Stella seemed completely at ease, happy, but she had never been among so many children before. When two nine-year-old girls, identical twins, asked her different questions at once, Stella answered them both, at once. They could almost understand what she said, and they broke out laughing, asking the funny plump little girl where she had learned to do that.
The older boy’s frown changed to determination. He knew what he had to do.
Kaye and Mitch called her name along the street. They did not dare ask the police for help; Arizona had finally gone along with the Emergency Action and was sending its new children for special study and education in Iowa.
Kaye was beside herself. “It was just a minute, just—” “We’ll find her,” Mitch said, but his face gave him away.
He looked incongruous in his dark blue suit, walking on the dusty street between the small old houses. A hot dry wind soaked up their sweat. “I hate this,” he said for the millionth time. It had become a familiar mantra, part of the bitterness inside him. Stella made him feel complete; Kaye could still give him some of the old life. But when he was alone, the strain filled him to the brim, and in his head he would say over and over how much he hated this.

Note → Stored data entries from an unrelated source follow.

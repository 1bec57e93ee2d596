//! Commit message linting against the conventional commit format.
//!
//! Every commit in a range is linted independently; diagnostics are
//! batched so a single run surfaces every violation at once. Errors fail
//! the run, warnings never do.

use crate::types::CommitInfo;
use anstyle::{AnsiColor, Style};
use regex::Regex;
use std::sync::OnceLock;

/// Commit types accepted by the `type-enum` rule.
pub const ALLOWED_TYPES: &[&str] = &[
    "build", "chore", "ci", "docs", "feat", "fix", "perf", "refactor", "revert", "style", "test",
];

pub const MAX_HEADER_LENGTH: usize = 100;

/// Outcome of linting a single commit message. Never mutated after the
/// lint call returns.
#[derive(Debug, Clone, PartialEq, Eq)]
pub struct LintOutcome {
    pub valid: bool,
    pub errors: Vec<String>,
    pub warnings: Vec<String>,
}

/// A linted commit, pairing the fetched commit with its outcome.
#[derive(Debug, Clone, PartialEq, Eq)]
pub struct CommitLintResult {
    pub commit: CommitInfo,
    pub outcome: LintOutcome,
}

pub(crate) struct Header<'a> {
    pub(crate) commit_type: &'a str,
    pub(crate) subject: &'a str,
    pub(crate) breaking: bool,
}

pub(crate) fn parse_header(header: &str) -> Option<Header<'_>> {
    static PATTERN: OnceLock<Regex> = OnceLock::new();
    let re = PATTERN.get_or_init(|| {
        Regex::new(r"^(?P<type>[A-Za-z]+)(?:\((?P<scope>[^()]*)\))?(?P<breaking>!)?: (?P<subject>.*)$")
            .unwrap()
    });

    let caps = re.captures(header)?;
    Some(Header {
        commit_type: caps.name("type").map(|m| m.as_str())?,
        subject: caps.name("subject").map(|m| m.as_str())?,
        breaking: caps.name("breaking").is_some(),
    })
}

/// Lint a single commit message against the fixed rule set.
pub fn lint_message(message: &str) -> LintOutcome {
    let mut errors = Vec::new();
    let mut warnings = Vec::new();

    let mut lines = message.lines();
    let header = lines.next().unwrap_or("");

    let header_length = header.chars().count();
    if header_length > MAX_HEADER_LENGTH {
        errors.push(format!(
            "header must not be longer than {MAX_HEADER_LENGTH} characters, current length is {header_length}"
        ));
    }

    match parse_header(header) {
        None => errors.push(
            "header does not match the conventional commit format '<type>(<scope>): <subject>'"
                .to_string(),
        ),
        Some(parsed) => {
            let lowered = parsed.commit_type.to_ascii_lowercase();
            if !ALLOWED_TYPES.contains(&lowered.as_str()) {
                errors.push(format!(
                    "type must be one of [{}], found '{}'",
                    ALLOWED_TYPES.join(", "),
                    parsed.commit_type
                ));
            } else if parsed.commit_type != lowered {
                errors.push(format!(
                    "type must be lower-case, found '{}'",
                    parsed.commit_type
                ));
            }

            let subject = parsed.subject.trim();
            if subject.is_empty() {
                errors.push("subject must not be empty".to_string());
            } else {
                if subject.ends_with('.') {
                    errors.push("subject must not end with a full stop".to_string());
                }
                if subject.chars().next().is_some_and(char::is_uppercase) {
                    warnings.push("subject should start lower-case".to_string());
                }
            }
        }
    }

    if let Some(first_body_line) = lines.next()
        && !first_body_line.is_empty()
    {
        warnings.push("body should be separated from the header by a blank line".to_string());
    }

    LintOutcome {
        valid: errors.is_empty(),
        errors,
        warnings,
    }
}

/// Lint all commits in a range; results preserve input order.
pub fn lint_commits(commits: &[CommitInfo]) -> Vec<CommitLintResult> {
    commits
        .iter()
        .map(|commit| CommitLintResult {
            commit: commit.clone(),
            outcome: lint_message(&commit.message),
        })
        .collect()
}

pub fn has_errors(results: &[CommitLintResult]) -> bool {
    results
        .iter()
        .any(|result| !result.outcome.valid && !result.outcome.errors.is_empty())
}

pub fn has_warnings(results: &[CommitLintResult]) -> bool {
    results
        .iter()
        .any(|result| !result.outcome.warnings.is_empty())
}

fn paint(style: Style, text: &str, color: bool) -> String {
    if color {
        format!("{}{}{}", style.render(), text, style.render_reset())
    } else {
        text.to_string()
    }
}

/// Render a human-readable report of all lint results. Color output is an
/// explicit option, never derived from global process state.
pub fn format_report(results: &[CommitLintResult], color: bool) -> String {
    let gray = Style::new().fg_color(Some(anstyle::Color::Ansi(AnsiColor::BrightBlack)));
    let red = Style::new().fg_color(Some(anstyle::Color::Ansi(AnsiColor::Red)));
    let yellow = Style::new().fg_color(Some(anstyle::Color::Ansi(AnsiColor::Yellow)));
    let green = Style::new().fg_color(Some(anstyle::Color::Ansi(AnsiColor::Green)));

    let mut out = String::new();
    let mut total_errors = 0;
    let mut total_warnings = 0;

    for result in results {
        let header = result.commit.message.lines().next().unwrap_or("");
        let label = format!("{}:", result.commit.short_sha());
        out.push_str(&format!("{} {}\n", paint(gray, &label, color), header));

        for error in &result.outcome.errors {
            out.push_str(&format!("  {} {}\n", paint(red, "✖", color), error));
            total_errors += 1;
        }
        for warning in &result.outcome.warnings {
            out.push_str(&format!("  {} {}\n", paint(yellow, "⚠", color), warning));
            total_warnings += 1;
        }
        if result.outcome.errors.is_empty() && result.outcome.warnings.is_empty() {
            out.push_str(&format!("  {} no problems\n", paint(green, "✔", color)));
        }
        out.push('\n');
    }

    let summary = format!("found {total_errors} problems, {total_warnings} warnings");
    let summary_style = if total_errors > 0 {
        red
    } else if total_warnings > 0 {
        yellow
    } else {
        green
    };
    out.push_str(&paint(summary_style, &summary, color));
    out.push('\n');

    out
}

#[cfg(test)]
mod tests {
    use super::*;

    fn commit(message: &str) -> CommitInfo {
        CommitInfo {
            sha: "abc1234def".to_string(),
            message: message.to_string(),
        }
    }

    #[test]
    fn accepts_well_formed_messages() {
        for message in [
            "feat: add release action",
            "fix(commitlint): handle empty payloads",
            "chore!: drop old workflow inputs",
            "feat: add thing\n\nlonger body here",
        ] {
            let outcome = lint_message(message);
            assert!(outcome.valid, "expected '{message}' to be valid: {outcome:?}");
            assert!(outcome.errors.is_empty());
        }
    }

    #[test]
    fn rejects_unknown_type() {
        let outcome = lint_message("feature: add thing");
        assert!(!outcome.valid);
        assert_eq!(outcome.errors.len(), 1);
        assert!(outcome.errors[0].contains("type must be one of"));
    }

    #[test]
    fn rejects_upper_case_type() {
        let outcome = lint_message("Feat: add thing");
        assert!(!outcome.valid);
        assert!(outcome.errors[0].contains("lower-case"));
    }

    #[test]
    fn rejects_empty_subject() {
        let outcome = lint_message("fix: ");
        assert!(!outcome.valid);
        assert!(outcome.errors[0].contains("subject must not be empty"));
    }

    #[test]
    fn rejects_trailing_full_stop() {
        let outcome = lint_message("fix: repair the thing.");
        assert!(!outcome.valid);
        assert!(outcome.errors[0].contains("full stop"));
    }

    #[test]
    fn rejects_unparseable_header() {
        let outcome = lint_message("updated some files");
        assert!(!outcome.valid);
        assert!(outcome.errors[0].contains("conventional commit format"));
    }

    #[test]
    fn rejects_over_long_header() {
        let header = format!("feat: {}", "x".repeat(120));
        let outcome = lint_message(&header);
        assert!(!outcome.valid);
        assert!(outcome.errors[0].contains("longer than 100"));
    }

    #[test]
    fn warns_on_missing_blank_line_before_body() {
        let outcome = lint_message("feat: add thing\nbody right away");
        assert!(outcome.valid);
        assert_eq!(outcome.warnings.len(), 1);
        assert!(outcome.warnings[0].contains("blank line"));
    }

    #[test]
    fn warns_on_upper_case_subject() {
        let outcome = lint_message("feat: Add thing");
        assert!(outcome.valid);
        assert!(outcome.warnings[0].contains("lower-case"));
    }

    #[test]
    fn diagnostics_are_batched_not_short_circuited() {
        let outcome = lint_message("Feature: Add the thing.\nbody");
        assert!(!outcome.valid);
        // Unknown type and full stop both reported in one pass.
        assert!(outcome.errors.len() >= 2);
        assert!(!outcome.warnings.is_empty());
    }

    #[test]
    fn lint_commits_preserves_input_order() {
        let commits = vec![commit("feat: first"), commit("broken"), commit("fix: third")];
        let results = lint_commits(&commits);
        assert_eq!(results.len(), 3);
        assert!(results[0].outcome.valid);
        assert!(!results[1].outcome.valid);
        assert!(results[2].outcome.valid);
        assert_eq!(results[1].commit.message, "broken");
    }

    #[test]
    fn error_and_warning_classification() {
        let results = lint_commits(&[commit("feat: ok"), commit("feat: Capitalized")]);
        assert!(!has_errors(&results));
        assert!(has_warnings(&results));

        let results = lint_commits(&[commit("nope")]);
        assert!(has_errors(&results));
    }

    #[test]
    fn report_without_color_has_no_escape_codes() {
        let results = lint_commits(&[commit("nope")]);
        let report = format_report(&results, false);
        assert!(!report.contains('\u{1b}'));
        assert!(report.contains("found 1 problems, 0 warnings"));
    }

    #[test]
    fn report_labels_each_commit_with_its_short_sha() {
        let results = lint_commits(&[commit("feat: ok")]);
        let report = format_report(&results, false);
        assert!(report.contains("abc1234:"));
        assert!(report.contains("feat: ok"));
    }

    #[test]
    fn report_with_color_styles_the_summary() {
        let results = lint_commits(&[commit("feat: ok")]);
        let report = format_report(&results, true);
        assert!(report.contains('\u{1b}'));
        assert!(report.contains("found 0 problems, 0 warnings"));
    }
}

Kaye held his arm and told him again how sorry she was.
“Not your fault,” he said, but he was still very angry.
The thin girl showed Stella how to dance. Stella knew a lot of ballet music; Prokofiev was her favorite composer, and the difficult scores came out in complexes of piping and whistling and clucking. One little blond boy, younger than Stella, stayed as close as he could to her, brown eyes big with interest.
“What do we want to play now?” the tall girl asked when she grew tired of trying to stand enpointe.
“I’ll get Monopoly,” said an eight-year-old boy with the more familiar kind of freckles.
“Or maybe we can play Othemo?” Stella asked.
They had been searching for an hour. Kaye stopped for a moment on a broken patch of sidewalk and listened. The alley that ran behind their homes opened onto this side street, and she thought she heard children playing. Lots of children.
She and Mitch walked quickly between the garages and board fences, trying to catch Stella’s voice, or one of her many sounds.
Mitch heard their daughter first. He pushed open the metal swinging gate and they entered.
The small yard was packed with children like birds around a feeder. Kaye noticed immediately that Stella was not the center of attention; she was simply there, off to one side, playing a game of Othemo, with decks of cards that made sounds when pressed. If the sounds matched or made a tune, the players got to discard. The players who emptied their hands first won. This was one of Stella’s favorites.